▶ [What you need to do]: Exact copies of all the lines below are required.

++++++++++++++++++++

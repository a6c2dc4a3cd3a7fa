//! DualSense stick calibration.

use clap::CommandFactory;
use dstool::command::{self, Ds5ToolCli};
use dstool::operator::TerminalOperator;
use dstool::{discovery, Config, Device, DeviceFamily, DsError};

fn main() {
    env_logger::Builder::from_env(env_logger::Env::default().default_filter_or("info")).init();

    println!("DualSense Calibration Tool");
    println!("This tool may break your controller. Use at your own risk.");

    let cli = command::parse_cli::<Ds5ToolCli>();
    let Some(action) = cli.action else {
        let _ = Ds5ToolCli::command().print_help();
        std::process::exit(1);
    };

    let config = Config::from_env();
    let channel = match discovery::connect(DeviceFamily::Ds5, &config) {
        Ok(channel) => channel,
        Err(DsError::DeviceNotFound) => {
            eprintln!("Cannot find a DualSense");
            std::process::exit(-1);
        }
        Err(e) => {
            eprintln!("Error: {}", e);
            std::process::exit(1);
        }
    };
    let mut device = Device::new(channel, DeviceFamily::Ds5);
    println!("== DualSense online! ==");

    let mut operator = TerminalOperator::stdio();
    match command::run_ds5_command(&mut device, action, cli.permanent, &mut operator) {
        Ok(()) => println!("Stick calibration done!!"),
        Err(e) => {
            eprintln!("Error: {}", e);
            std::process::exit(1);
        }
    }
}
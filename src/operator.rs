use crate::{DsError, Result};
use std::io::{self, BufRead, Write};

/// What the operator wants to do next during a stick-center calibration.
#[derive(Debug, Clone, Copy, PartialEq, Eq)]
pub enum StickAction {
    /// Take another sample at the current stick position.
    Sample,
    /// Store the calibration and finish.
    Store,
}

/// Decisions taken by the person holding the controller.
///
/// Calibration procedures block on these calls; there is no timeout.
pub trait Operator {
    fn choose_stick_action(&mut self) -> Result<StickAction>;

    /// Show `message` and wait for the operator to acknowledge it.
    fn confirm(&mut self, message: &str) -> Result<()>;
}

/// Operator prompts on a line-oriented terminal.
pub struct TerminalOperator<R, W> {
    input: R,
    output: W,
}

impl TerminalOperator<io::StdinLock<'static>, io::Stdout> {
    pub fn stdio() -> Self {
        Self::new(io::stdin().lock(), io::stdout())
    }
}

impl<R: BufRead, W: Write> TerminalOperator<R, W> {
    pub fn new(input: R, output: W) -> Self {
        Self { input, output }
    }

    /// Print `prompt` and return the next input line without its newline.
    pub fn prompt_line(&mut self, prompt: &str) -> Result<String> {
        write!(self.output, "{}", prompt)?;
        self.output.flush()?;
        self.read_line()
    }

    fn read_line(&mut self) -> Result<String> {
        let mut line = String::new();
        if self.input.read_line(&mut line)? == 0 {
            return Err(DsError::Io(io::Error::new(
                io::ErrorKind::UnexpectedEof,
                "input closed",
            )));
        }
        Ok(line.trim_end_matches(['\r', '\n']).to_string())
    }
}

impl<R: BufRead, W: Write> Operator for TerminalOperator<R, W> {
    fn choose_stick_action(&mut self) -> Result<StickAction> {
        loop {
            writeln!(
                self.output,
                "Press S to sample data or W to store calibration (followed by enter)"
            )?;
            let line = self.prompt_line("> ")?;
            match line.trim().to_ascii_uppercase().as_str() {
                "S" => return Ok(StickAction::Sample),
                "W" => return Ok(StickAction::Store),
                _ => writeln!(self.output, "Invalid command")?,
            }
        }
    }

    fn confirm(&mut self, message: &str) -> Result<()> {
        writeln!(self.output, "{}", message)?;
        self.output.flush()?;
        self.read_line().map(drop)
    }
}

#[cfg(test)]
mod tests {
    use super::*;
    use std::io::Cursor;

    #[test]
    fn test_stick_action_reprompts_on_invalid_input() {
        let mut out = Vec::new();
        let mut op = TerminalOperator::new(Cursor::new("x\ns\nW\n"), &mut out);
        assert_eq!(op.choose_stick_action().unwrap(), StickAction::Sample);
        assert_eq!(op.choose_stick_action().unwrap(), StickAction::Store);
        drop(op);
        let text = String::from_utf8(out).unwrap();
        assert_eq!(text.matches("Invalid command").count(), 1);
    }

    #[test]
    fn test_closed_input_is_an_error() {
        let mut op = TerminalOperator::new(Cursor::new(""), Vec::new());
        assert!(op.confirm("press enter").unwrap_err().is_transfer_failure());
    }

    #[test]
    fn test_prompt_line() {
        let mut op = TerminalOperator::new(Cursor::new("2\r\n"), Vec::new());
        assert_eq!(op.prompt_line("> ").unwrap(), "2");
    }
}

++++++++++++++++++++

▶ [Solution to this problem]:
repository a6c2dc4a3cd3a7fa
//! DualSense stick calibration.

use clap::CommandFactory;
use dstool::command::{self, Ds5ToolCli};
use dstool::operator::TerminalOperator;
use dstool::{discovery, Config, Device, DeviceFamily, DsError};

fn main() {
    env_logger::Builder::from_env(env_logger::Env::default().default_filter_or("info")).init();

    println!("DualSense Calibration Tool");
    println!("This tool may break your controller. Use at your own risk.");

    let cli = command::parse_cli::<Ds5ToolCli>();
    let Some(action) = cli.action else {
        let _ = Ds5ToolCli::command().print_help();
        std::process::exit(1);
    };

    let config = Config::from_env();
    let channel = match discovery::connect(DeviceFamily::Ds5, &config) {
        Ok(channel) => channel,
        Err(DsError::DeviceNotFound) => {
            eprintln!("Cannot find a DualSense");
            std::process::exit(-1);
        }
        Err(e) => {
            eprintln!("Error: {}", e);
            std::process::exit(1);
        }
    };
    let mut device = Device::new(channel, DeviceFamily::Ds5);
    println!("== DualSense online! ==");

    let mut operator = TerminalOperator::stdio();
    match command::run_ds5_command(&mut device, action, cli.permanent, &mut operator) {
        Ok(()) => println!("Stick calibration done!!"),
        Err(e) => {
            eprintln!("Error: {}", e);
            std::process::exit(1);
        }
    }
}
filename src/operator.rs
use crate::{DsError, Result};
use std::io::{self, BufRead, Write};

/// What the operator wants to do next during a stick-center calibration.
#[derive(Debug, Clone, Copy, PartialEq, Eq)]
pub enum StickAction {
    /// Take another sample at the current stick position.
    Sample,
    /// Store the calibration and finish.
    Store,
}

/// Decisions taken by the person holding the controller.
///
/// Calibration procedures block on these calls; there is no timeout.
pub trait Operator {
    fn choose_stick_action(&mut self) -> Result<StickAction>;

    /// Show `message` and wait for the operator to acknowledge it.
    fn confirm(&mut self, message: &str) -> Result<()>;
}

/// Operator prompts on a line-oriented terminal.
pub struct TerminalOperator<R, W> {
    input: R,
    output: W,
}

impl TerminalOperator<io::StdinLock<'static>, io::Stdout> {
    pub fn stdio() -> Self {
        Self::new(io::stdin().lock(), io::stdout())
    }
}

impl<R: BufRead, W: Write> TerminalOperator<R, W> {
    pub fn new(input: R, output: W) -> Self {
        Self { input, output }
    }

    /// Print `prompt` and return the next input line without its newline.
    pub fn prompt_line(&mut self, prompt: &str) -> Result<String> {
        write!(self.output, "{}", prompt)?;
        self.output.flush()?;
        self.read_line()
    }

    fn read_line(&mut self) -> Result<String> {
        let mut line = String::new();
        if self.input.read_line(&mut line)? == 0 {
            return Err(DsError::Io(io::Error::new(
                io::ErrorKind::UnexpectedEof,
                "input closed",
            )));
        }
        Ok(line.trim_end_matches(['\r', '\n']).to_string())
    }
}

impl<R: BufRead, W: Write> Operator for TerminalOperator<R, W> {
    fn choose_stick_action(&mut self) -> Result<StickAction> {
        loop {
            writeln!(
                self.output,
                "Press S to sample data or W to store calibration (followed by enter)"
            )?;
            let line = self.prompt_line("> ")?;
            match line.trim().to_ascii_uppercase().as_str() {
                "S" => return Ok(StickAction::Sample),
                "W" => return Ok(StickAction::Store),
                _ => writeln!(self.output, "Invalid command")?,
            }
        }
    }

    fn confirm(&mut self, message: &str) -> Result<()> {
        writeln!(self.output, "{}", message)?;
        self.output.flush()?;
        self.read_line().map(drop)
    }
}

#[cfg(test)]
mod tests {
    use super::*;
    use std::io::Cursor;

    #[test]
    fn test_stick_action_reprompts_on_invalid_input() {
        let mut out = Vec::new();
        let mut op = TerminalOperator::new(Cursor::new("x\ns\nW\n"), &mut out);
        assert_eq!(op.choose_stick_action().unwrap(), StickAction::Sample);
        assert_eq!(op.choose_stick_action().unwrap(), StickAction::Store);
        drop(op);
        let text = String::from_utf8(out).unwrap();
        assert_eq!(text.matches("Invalid command").count(), 1);
    }

    #[test]
    fn test_closed_input_is_an_error() {
        let mut op = TerminalOperator::new(Cursor::new(""), Vec::new());
        assert!(op.confirm("press enter").unwrap_err().is_transfer_failure());
    }

    #[test]
    fn test_prompt_line() {
        let mut op = TerminalOperator::new(Cursor::new("2\r\n"), Vec::new());
        assert_eq!(op.prompt_line("> ").unwrap(), "2");
    }
}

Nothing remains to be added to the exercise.